Buildings of Bungaroosh

A rather comical sounding name of Hindi origin, bungaroosh is a building material rarely seen outside of Brighton. It has a reputation for being a pain in the backside if your property has walls made from it and legend has it that people used all sorts of random stuff they found on the beach as components of bungaroosh when building. While bungaroosh was often made of cast off material and some very strange things have been found in bungaroosh walls, the use of detritus seems to be slightly exaggerated and this most Brighton of materials does seem to have, against all the odds, survived the test of time.


What is Bungaroosh?


Essentially, bungaroosh is gravel, flint pieces, bits of brick and stone held together with lime and sand mortar.

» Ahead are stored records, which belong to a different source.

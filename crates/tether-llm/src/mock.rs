//! Mock model for deterministic testing.
//!
//! Returns pre-configured responses without making any network calls.

use std::sync::Arc;

use async_trait::async_trait;
use parking_lot::Mutex;
use tokio::sync::mpsc;

use tether_core::{Message, Result, Role, TetherError, ToolCall};

use crate::provider::{
    Model, ModelProvider, ModelRequest, ModelResponse, StopReason, StreamChunk, Usage,
};

/// A pre-configured response from the mock model.
#[derive(Clone)]
pub struct MockResponse {
    pub text: String,
    pub tool_calls: Vec<ToolCall>,
    pub stop_reason: StopReason,
    pub usage: Usage,
    /// If set, the model returns this error instead.
    pub error: Option<String>,
}

impl Default for MockResponse {
    fn default() -> Self {
        Self {
            text: String::new(),
            tool_calls: vec![],
            stop_reason: StopReason::EndTurn,
            usage: Usage {
                input_tokens: 100,
                output_tokens: 50,
                cache_tokens: 0,
            },
            error: None,
        }
    }
}

impl MockResponse {
    pub fn text(text: &str) -> Self {
        Self {
            text: text.to_string(),
            ..Default::default()
        }
    }

    pub fn error(msg: &str) -> Self {
        Self {
            error: Some(msg.to_string()),
            ..Default::default()
        }
    }
}

/// A mock model that pops queued responses in order.
pub struct MockModel {
    name: String,
    responses: Arc<Mutex<Vec<MockResponse>>>,
    /// Requests received, for assertions in tests.
    requests: Arc<Mutex<Vec<ModelRequest>>>,
}

impl MockModel {
    pub fn new(name: impl Into<String>) -> Self {
        Self {
            name: name.into(),
            responses: Arc::new(Mutex::new(vec![])),
            requests: Arc::new(Mutex::new(vec![])),
        }
    }

    /// Queue a simple text response.
    pub fn with_response(self, text: &str) -> Self {
        self.responses.lock().push(MockResponse::text(text));
        self
    }

    /// Queue a tool-call response.
    pub fn with_tool_call(self, name: &str, args: serde_json::Value) -> Self {
        let arguments = args.as_object().cloned().unwrap_or_default();
        self.responses.lock().push(MockResponse {
            tool_calls: vec![ToolCall {
                id: format!("call_{}", uuid::Uuid::new_v4()),
                name: name.to_string(),
                arguments,
            }],
            stop_reason: StopReason::ToolUse,
            ..Default::default()
        });
        self
    }

    /// Queue an error response.
    pub fn with_error(self, error: &str) -> Self {
        self.responses.lock().push(MockResponse::error(error));
        self
    }

    /// Queue a fully custom response.
    pub fn with_mock_response(self, resp: MockResponse) -> Self {
        self.responses.lock().push(resp);
        self
    }

    /// All requests made against this model.
    pub fn recorded_requests(&self) -> Vec<ModelRequest> {
        self.requests.lock().clone()
    }

    pub fn requests_made(&self) -> usize {
        self.requests.lock().len()
    }

    fn next_response(&self) -> MockResponse {
        let mut responses = self.responses.lock();
        if responses.is_empty() {
            MockResponse::text("(mock: no more queued responses)")
        } else {
            responses.remove(0)
        }
    }
}

#[async_trait]
impl Model for MockModel {
    fn name(&self) -> &str {
        &self.name
    }

    async fn complete(&self, request: &ModelRequest) -> Result<ModelResponse> {
        self.requests.lock().push(request.clone());
        let mock = self.next_response();
        if let Some(error) = mock.error {
            return Err(TetherError::UpstreamUnavailable(error));
        }
        let mut msg = Message::text(Role::Assistant, mock.text);
        msg.tool_calls = mock.tool_calls;
        Ok(ModelResponse {
            message: msg,
            usage: mock.usage,
            stop_reason: mock.stop_reason,
        })
    }

    async fn complete_stream(&self, request: &ModelRequest) -> Result<mpsc::Receiver<StreamChunk>> {
        self.requests.lock().push(request.clone());
        let mock = self.next_response();
        let (tx, rx) = mpsc::channel(64);

        tokio::spawn(async move {
            if let Some(error) = mock.error {
                let _ = tx.send(StreamChunk::Error(error)).await;
                return;
            }
            // Stream the text word by word.
            if !mock.text.is_empty() {
                let words: Vec<&str> = mock.text.split_whitespace().collect();
                for (i, word) in words.iter().enumerate() {
                    let delta = if i + 1 == words.len() {
                        (*word).to_string()
                    } else {
                        format!("{word} ")
                    };
                    let _ = tx.send(StreamChunk::TextDelta(delta)).await;
                }
            }
            for tc in mock.tool_calls {
                let _ = tx.send(StreamChunk::ToolCall(tc)).await;
            }
            let _ = tx.send(StreamChunk::Usage(mock.usage)).await;
            let _ = tx.send(StreamChunk::Done(mock.stop_reason)).await;
        });

        Ok(rx)
    }
}

/// Provider that hands out a single shared [`MockModel`] for every name.
pub struct MockModelProvider {
    model: Arc<MockModel>,
}

impl MockModelProvider {
    pub fn new(model: MockModel) -> Self {
        Self {
            model: Arc::new(model),
        }
    }

    pub fn shared(model: Arc<MockModel>) -> Self {
        Self { model }
    }

    pub fn model_handle(&self) -> Arc<MockModel> {
        Arc::clone(&self.model)
    }
}

#[async_trait]
impl ModelProvider for MockModelProvider {
    fn name(&self) -> &str {
        "mock"
    }

    async fn model(&self, _name: &str) -> Result<Arc<dyn Model>> {
        Ok(Arc::clone(&self.model) as Arc<dyn Model>)
    }
}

It was a very cheap material as it was mostly comprised of things like flint removed from farmers’ fields and stones and sand from the beach. Popular in the late 18th and early 19th centuries, building with it consisted of creating a kind of wooden cast in the shape you wanted then pouring the bungaroosh in and waiting for it to set. As it is quite a soft material, bungaroosh walls are often supported by timber framework.


Problems Found in Bungaroosh Properties


Garden walls all around Brighton and Hove are made of bungaroosh but there are also prestigious Regency properties in smart addresses like Adelaide Crescent, Brunswick and Sussex Square and Marine Parade made of that material. People living in properties with bungaroosh walls often find that drilling into the walls can be interesting as they are either almost too easy to drill into or impossible as the lime mortar is very soft but pieces of flint are very hard indeed. Lime based mortars can be very porous and the sand in bungaroosh can cause particle wear meaning damp can be a serious issue in walls made of this material. Unfortunately, given that this is a material almost exclusive to Brighton and Hove, bungaroosh can also be vulnerable to wear from salt which may be why buildings such as those in Brunswick Square require so much maintenance that it is part of the covenants of the lease on those buildings to keep to a very strict and specific maintenance schedule.


Working with Bungaroosh


An absolute rule when working on walls made of bungaroosh is to never repair them with modern cement. This leads to far more problems than it solves. Marc sees all kinds of problems with cracking and damp getting in because a bungaroosh wall has been patched up with modern cement which doesn’t bind to bungaroosh very well and is very hard and solid while bungaroosh is soft and flexible. Listed properties have stipulations where you need to repair or replace anything made of lime based materials with lime based materials anyway but this is very important with bungaroosh as non-lime based renders and mortars don’t ‘breathe’ and flex the way lime based ones do so exacerbate problems such as cracking, crumbling and damp.


As a Brighton and Hove based surveyor, Marc has a great deal of experience in dealing with properties built using bungaroosh. He can advise you on the appropriate way to tackle issues related to it and discuss any potential problems you could face with bungaroosh walls. To talk to Marc about properties made of any type of material, please get in touch on 01273 281624 or email info@tatesurveyingservices.co.uk.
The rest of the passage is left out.